Run through the records and, wherever a line holds the word "issuing", return that line.

• **Saved data entries**:
----------

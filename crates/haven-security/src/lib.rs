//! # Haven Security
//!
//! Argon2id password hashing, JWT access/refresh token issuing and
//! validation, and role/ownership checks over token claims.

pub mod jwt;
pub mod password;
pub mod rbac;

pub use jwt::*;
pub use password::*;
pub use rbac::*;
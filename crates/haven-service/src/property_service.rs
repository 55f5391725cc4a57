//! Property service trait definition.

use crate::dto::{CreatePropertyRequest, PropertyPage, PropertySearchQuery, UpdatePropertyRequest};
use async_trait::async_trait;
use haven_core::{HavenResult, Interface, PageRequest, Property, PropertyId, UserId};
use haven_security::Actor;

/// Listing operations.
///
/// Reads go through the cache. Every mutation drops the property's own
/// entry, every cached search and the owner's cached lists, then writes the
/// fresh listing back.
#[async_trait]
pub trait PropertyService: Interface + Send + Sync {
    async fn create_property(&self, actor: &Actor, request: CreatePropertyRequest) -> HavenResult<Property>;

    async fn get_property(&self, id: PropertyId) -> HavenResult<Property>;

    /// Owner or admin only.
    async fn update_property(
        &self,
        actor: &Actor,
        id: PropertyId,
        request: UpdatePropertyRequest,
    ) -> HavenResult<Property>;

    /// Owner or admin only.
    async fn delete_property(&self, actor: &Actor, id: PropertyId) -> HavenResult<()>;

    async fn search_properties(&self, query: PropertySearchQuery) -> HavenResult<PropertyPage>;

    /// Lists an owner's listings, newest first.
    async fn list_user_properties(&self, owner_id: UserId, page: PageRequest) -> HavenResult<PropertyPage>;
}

----------

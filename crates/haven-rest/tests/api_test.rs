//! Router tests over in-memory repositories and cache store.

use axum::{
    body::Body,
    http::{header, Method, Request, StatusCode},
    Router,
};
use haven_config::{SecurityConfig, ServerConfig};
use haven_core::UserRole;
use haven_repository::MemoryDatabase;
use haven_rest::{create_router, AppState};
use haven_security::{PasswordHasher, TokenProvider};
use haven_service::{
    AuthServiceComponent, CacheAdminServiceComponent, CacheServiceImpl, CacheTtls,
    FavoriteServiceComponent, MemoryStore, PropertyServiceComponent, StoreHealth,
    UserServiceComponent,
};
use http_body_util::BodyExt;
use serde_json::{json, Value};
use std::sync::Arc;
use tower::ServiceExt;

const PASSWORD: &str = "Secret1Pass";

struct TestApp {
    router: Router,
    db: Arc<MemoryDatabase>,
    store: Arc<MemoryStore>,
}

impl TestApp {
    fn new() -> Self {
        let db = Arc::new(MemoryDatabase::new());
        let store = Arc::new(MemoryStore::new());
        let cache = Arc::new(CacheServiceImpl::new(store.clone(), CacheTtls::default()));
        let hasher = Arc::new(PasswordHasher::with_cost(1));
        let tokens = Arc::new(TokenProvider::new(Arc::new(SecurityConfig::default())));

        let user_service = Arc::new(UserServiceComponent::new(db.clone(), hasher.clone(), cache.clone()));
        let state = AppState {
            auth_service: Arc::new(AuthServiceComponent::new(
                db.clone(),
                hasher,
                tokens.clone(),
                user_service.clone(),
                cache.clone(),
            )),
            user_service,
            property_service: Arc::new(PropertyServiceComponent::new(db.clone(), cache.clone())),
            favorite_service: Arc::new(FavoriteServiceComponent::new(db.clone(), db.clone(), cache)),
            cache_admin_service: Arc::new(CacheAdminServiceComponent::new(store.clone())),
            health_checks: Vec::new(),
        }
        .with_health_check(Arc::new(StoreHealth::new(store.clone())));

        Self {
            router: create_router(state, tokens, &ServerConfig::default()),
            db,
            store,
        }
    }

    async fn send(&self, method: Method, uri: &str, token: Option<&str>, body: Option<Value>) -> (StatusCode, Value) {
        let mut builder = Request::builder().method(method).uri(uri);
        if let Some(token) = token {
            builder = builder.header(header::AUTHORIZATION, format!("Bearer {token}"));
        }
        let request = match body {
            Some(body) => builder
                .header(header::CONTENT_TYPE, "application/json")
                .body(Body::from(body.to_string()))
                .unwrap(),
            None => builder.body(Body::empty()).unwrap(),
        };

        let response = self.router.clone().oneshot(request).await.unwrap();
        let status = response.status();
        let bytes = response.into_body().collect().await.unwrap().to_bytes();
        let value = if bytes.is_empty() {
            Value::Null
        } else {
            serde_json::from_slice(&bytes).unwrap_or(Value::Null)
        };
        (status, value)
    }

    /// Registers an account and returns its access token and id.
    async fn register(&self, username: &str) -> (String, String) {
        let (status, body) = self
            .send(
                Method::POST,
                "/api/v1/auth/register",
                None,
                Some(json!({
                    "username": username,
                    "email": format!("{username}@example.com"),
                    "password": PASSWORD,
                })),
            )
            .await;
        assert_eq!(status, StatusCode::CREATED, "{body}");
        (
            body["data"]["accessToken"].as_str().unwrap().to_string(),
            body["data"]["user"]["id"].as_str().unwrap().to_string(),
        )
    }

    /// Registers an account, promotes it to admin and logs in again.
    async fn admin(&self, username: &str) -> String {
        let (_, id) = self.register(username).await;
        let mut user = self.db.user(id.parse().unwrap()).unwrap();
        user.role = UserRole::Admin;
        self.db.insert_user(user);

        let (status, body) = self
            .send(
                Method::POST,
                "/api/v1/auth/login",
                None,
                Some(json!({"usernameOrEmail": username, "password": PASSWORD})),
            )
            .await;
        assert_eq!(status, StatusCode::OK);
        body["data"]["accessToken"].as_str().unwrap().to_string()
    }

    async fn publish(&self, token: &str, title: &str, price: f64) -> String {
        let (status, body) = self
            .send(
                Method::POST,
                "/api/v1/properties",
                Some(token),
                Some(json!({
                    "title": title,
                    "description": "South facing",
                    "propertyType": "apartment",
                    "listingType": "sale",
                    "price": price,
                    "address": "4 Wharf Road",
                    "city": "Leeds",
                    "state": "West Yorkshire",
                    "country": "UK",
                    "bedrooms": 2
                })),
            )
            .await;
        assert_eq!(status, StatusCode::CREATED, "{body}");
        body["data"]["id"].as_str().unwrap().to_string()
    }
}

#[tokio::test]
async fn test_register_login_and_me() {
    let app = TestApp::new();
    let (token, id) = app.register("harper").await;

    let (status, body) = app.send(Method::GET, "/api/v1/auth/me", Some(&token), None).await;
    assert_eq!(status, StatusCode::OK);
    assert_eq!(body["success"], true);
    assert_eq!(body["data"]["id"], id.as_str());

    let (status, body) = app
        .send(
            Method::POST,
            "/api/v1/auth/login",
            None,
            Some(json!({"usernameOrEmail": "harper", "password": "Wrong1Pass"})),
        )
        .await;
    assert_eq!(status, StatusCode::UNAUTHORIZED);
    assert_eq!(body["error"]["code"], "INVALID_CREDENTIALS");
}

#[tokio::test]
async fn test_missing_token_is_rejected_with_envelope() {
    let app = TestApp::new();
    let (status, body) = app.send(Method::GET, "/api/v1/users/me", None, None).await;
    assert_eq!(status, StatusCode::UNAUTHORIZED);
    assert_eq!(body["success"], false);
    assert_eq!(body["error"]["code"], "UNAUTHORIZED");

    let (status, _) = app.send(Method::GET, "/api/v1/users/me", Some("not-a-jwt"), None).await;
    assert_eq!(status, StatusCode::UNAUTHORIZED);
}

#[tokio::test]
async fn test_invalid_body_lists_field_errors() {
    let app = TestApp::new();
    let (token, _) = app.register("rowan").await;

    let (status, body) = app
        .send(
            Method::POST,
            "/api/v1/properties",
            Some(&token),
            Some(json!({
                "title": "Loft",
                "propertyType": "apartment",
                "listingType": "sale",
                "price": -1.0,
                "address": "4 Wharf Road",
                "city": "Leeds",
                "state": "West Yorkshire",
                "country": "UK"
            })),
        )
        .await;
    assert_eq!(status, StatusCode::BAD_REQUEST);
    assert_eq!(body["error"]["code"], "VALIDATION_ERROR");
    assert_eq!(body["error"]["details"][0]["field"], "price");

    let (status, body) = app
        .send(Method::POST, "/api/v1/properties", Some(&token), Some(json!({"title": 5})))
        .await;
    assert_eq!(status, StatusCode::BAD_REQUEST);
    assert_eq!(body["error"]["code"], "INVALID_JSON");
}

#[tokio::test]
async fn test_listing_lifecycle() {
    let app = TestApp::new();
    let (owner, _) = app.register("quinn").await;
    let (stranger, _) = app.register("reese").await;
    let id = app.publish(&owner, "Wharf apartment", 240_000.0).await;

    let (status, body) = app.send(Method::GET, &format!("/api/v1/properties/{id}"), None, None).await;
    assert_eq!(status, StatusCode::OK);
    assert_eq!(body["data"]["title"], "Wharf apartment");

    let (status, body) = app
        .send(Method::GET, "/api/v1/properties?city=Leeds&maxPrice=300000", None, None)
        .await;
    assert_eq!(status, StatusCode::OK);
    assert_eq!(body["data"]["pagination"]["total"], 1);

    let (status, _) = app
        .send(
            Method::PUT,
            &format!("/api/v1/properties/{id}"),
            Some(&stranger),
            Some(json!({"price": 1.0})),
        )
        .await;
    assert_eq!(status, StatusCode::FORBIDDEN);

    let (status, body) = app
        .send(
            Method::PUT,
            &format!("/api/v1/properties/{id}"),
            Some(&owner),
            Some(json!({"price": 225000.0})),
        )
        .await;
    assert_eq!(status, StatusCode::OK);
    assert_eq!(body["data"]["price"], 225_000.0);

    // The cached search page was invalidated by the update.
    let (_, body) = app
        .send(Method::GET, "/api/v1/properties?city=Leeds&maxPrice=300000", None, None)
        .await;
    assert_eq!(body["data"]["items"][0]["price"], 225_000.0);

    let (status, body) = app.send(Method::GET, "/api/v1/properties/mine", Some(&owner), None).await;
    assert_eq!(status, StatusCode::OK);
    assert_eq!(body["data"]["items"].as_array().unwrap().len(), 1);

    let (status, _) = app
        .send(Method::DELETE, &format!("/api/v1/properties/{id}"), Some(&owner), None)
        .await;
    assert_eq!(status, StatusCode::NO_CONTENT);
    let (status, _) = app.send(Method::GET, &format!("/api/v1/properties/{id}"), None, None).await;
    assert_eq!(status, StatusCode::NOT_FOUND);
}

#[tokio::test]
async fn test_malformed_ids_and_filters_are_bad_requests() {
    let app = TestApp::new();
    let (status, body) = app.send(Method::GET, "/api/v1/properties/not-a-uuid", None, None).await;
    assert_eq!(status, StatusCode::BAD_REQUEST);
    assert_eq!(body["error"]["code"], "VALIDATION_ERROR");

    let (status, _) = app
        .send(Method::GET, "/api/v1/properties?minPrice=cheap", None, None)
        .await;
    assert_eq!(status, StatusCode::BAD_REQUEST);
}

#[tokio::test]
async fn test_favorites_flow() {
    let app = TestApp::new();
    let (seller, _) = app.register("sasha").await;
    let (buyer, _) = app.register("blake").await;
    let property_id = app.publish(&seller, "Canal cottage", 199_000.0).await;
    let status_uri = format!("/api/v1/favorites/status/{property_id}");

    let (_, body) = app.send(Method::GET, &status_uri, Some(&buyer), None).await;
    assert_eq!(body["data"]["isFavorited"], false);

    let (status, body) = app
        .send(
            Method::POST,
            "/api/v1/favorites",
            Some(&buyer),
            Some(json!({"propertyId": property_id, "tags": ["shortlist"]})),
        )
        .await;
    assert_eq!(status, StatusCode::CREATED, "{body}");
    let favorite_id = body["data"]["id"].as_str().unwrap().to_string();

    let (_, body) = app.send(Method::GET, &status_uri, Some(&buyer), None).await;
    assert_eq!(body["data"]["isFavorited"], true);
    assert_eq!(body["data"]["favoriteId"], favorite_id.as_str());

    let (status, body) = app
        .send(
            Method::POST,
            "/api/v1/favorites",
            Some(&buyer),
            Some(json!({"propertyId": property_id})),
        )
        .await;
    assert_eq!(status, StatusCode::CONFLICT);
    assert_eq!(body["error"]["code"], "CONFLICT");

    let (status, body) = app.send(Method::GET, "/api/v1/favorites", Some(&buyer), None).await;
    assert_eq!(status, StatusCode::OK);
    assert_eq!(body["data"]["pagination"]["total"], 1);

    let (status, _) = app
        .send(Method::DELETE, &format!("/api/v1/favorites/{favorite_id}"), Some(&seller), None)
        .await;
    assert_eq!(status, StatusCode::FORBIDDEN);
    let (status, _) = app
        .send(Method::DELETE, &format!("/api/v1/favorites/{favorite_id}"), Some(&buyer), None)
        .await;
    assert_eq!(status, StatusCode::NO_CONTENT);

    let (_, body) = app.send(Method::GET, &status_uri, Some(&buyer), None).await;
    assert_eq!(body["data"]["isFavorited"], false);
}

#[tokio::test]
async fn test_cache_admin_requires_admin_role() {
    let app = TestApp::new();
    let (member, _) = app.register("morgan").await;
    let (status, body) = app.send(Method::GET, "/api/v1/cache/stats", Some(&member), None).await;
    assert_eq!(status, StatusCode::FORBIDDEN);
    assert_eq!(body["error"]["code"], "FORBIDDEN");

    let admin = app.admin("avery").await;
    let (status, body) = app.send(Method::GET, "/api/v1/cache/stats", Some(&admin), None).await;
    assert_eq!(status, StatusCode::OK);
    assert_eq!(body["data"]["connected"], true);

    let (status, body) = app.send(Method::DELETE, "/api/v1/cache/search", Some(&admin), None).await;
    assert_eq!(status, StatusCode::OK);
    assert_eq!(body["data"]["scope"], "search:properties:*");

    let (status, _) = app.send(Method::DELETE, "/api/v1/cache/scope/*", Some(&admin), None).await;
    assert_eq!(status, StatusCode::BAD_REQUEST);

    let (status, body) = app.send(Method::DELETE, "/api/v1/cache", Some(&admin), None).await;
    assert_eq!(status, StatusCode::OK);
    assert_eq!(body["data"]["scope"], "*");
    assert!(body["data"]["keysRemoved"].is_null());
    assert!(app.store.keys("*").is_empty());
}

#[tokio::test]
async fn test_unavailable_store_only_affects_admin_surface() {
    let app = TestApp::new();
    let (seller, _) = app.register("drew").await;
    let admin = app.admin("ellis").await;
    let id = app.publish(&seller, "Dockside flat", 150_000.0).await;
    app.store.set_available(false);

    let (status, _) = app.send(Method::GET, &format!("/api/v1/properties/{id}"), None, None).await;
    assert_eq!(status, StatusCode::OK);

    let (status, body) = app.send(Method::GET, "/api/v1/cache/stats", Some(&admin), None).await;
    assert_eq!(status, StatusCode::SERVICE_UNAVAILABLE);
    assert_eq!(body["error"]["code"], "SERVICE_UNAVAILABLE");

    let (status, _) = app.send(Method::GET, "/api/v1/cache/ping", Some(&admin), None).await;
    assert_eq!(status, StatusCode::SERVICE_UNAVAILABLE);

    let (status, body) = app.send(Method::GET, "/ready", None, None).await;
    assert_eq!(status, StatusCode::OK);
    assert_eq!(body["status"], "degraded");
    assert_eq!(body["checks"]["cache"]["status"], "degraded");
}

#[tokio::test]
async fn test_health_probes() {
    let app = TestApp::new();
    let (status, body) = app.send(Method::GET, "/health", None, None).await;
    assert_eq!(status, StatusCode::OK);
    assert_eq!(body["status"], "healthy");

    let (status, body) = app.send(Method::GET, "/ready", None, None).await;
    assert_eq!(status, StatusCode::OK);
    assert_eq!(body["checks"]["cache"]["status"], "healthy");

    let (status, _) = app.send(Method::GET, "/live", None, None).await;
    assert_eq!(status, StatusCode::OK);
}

----------

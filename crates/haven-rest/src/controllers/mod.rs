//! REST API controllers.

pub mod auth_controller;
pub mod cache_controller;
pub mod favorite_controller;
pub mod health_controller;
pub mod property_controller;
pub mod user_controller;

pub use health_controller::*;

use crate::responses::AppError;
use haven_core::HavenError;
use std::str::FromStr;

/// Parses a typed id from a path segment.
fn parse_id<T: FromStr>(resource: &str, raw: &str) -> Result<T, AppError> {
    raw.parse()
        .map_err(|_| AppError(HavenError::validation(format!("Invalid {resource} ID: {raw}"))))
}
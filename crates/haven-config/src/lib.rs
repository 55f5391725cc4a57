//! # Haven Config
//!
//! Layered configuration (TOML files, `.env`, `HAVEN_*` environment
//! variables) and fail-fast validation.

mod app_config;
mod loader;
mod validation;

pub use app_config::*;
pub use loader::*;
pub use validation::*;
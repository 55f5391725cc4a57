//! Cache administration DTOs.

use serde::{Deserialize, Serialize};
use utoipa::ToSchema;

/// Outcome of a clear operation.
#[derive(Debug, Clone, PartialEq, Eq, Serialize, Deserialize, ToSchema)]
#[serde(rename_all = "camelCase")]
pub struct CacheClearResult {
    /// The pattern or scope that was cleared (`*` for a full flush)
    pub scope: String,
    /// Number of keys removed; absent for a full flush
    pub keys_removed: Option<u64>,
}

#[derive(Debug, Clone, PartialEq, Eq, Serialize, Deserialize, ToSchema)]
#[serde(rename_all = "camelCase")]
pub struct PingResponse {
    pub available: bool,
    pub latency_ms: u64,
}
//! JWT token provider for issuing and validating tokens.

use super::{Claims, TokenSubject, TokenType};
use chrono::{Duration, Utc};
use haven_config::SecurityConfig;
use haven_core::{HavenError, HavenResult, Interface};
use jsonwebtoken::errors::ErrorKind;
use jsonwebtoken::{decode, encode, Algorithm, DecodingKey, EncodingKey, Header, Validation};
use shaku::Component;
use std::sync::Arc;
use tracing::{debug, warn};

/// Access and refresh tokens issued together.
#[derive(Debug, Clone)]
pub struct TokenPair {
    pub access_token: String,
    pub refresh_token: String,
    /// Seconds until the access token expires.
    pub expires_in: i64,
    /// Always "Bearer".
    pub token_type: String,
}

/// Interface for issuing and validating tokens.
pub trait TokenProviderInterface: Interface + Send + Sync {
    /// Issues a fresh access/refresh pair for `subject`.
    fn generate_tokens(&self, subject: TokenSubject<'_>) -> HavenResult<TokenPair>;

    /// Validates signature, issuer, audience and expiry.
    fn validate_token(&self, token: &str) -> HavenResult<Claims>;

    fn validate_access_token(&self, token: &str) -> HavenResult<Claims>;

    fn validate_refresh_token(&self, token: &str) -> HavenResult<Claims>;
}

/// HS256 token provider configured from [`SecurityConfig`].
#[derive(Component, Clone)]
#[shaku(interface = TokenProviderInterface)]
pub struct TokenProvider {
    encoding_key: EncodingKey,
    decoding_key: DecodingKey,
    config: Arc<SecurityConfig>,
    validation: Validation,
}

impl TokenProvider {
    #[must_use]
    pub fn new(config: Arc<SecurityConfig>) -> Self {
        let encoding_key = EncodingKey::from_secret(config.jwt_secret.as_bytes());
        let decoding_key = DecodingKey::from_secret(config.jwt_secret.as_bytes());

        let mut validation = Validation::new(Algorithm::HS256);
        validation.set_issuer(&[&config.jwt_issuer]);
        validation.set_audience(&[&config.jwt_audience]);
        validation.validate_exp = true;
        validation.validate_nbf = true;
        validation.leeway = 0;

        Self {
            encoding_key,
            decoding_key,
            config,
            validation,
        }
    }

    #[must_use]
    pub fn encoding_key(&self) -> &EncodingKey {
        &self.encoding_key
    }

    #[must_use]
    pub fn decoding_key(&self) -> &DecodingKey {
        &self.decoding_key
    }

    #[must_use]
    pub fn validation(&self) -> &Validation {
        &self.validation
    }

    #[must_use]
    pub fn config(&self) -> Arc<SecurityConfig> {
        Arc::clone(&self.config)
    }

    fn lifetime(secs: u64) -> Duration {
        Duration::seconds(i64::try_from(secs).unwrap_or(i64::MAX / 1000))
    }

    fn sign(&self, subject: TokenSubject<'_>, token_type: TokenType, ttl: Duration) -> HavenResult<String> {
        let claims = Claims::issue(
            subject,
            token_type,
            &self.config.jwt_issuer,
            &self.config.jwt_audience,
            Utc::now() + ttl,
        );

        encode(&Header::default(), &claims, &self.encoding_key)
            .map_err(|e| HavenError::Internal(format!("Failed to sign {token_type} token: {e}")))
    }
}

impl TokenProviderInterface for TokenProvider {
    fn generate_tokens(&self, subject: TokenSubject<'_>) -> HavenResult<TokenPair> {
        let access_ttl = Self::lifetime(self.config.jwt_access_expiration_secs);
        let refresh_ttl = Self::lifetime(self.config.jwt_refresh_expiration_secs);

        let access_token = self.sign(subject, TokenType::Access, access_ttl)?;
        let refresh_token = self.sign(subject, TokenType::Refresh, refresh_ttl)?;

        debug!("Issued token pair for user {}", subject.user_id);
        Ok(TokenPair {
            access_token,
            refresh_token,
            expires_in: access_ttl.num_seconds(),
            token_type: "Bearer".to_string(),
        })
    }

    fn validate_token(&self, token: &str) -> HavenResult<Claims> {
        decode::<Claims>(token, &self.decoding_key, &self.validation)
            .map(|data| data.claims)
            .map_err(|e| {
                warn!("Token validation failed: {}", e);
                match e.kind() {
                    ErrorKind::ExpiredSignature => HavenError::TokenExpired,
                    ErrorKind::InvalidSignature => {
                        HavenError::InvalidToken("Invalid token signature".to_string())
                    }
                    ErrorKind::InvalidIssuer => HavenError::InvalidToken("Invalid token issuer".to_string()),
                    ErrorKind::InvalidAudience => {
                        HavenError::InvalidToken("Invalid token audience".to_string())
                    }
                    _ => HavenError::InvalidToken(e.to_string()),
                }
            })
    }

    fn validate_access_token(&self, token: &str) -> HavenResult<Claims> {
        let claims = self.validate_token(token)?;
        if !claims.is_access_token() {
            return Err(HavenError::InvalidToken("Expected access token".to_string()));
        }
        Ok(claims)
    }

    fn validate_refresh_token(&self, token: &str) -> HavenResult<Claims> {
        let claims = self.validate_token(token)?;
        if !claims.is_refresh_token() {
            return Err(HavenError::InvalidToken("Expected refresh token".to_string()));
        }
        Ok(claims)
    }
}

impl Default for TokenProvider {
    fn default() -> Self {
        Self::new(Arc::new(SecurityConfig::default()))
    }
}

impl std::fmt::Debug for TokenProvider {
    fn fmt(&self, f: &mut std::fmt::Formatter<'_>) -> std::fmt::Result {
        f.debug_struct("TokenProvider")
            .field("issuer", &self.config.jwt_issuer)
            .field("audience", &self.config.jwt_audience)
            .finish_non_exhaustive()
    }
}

----------

• **REPLY TO THE TASK**:
//! Argon2id password hashing, JWT access/refresh token issuing and
//! JWT token provider for issuing and validating tokens.
/// Interface for issuing and validating tokens.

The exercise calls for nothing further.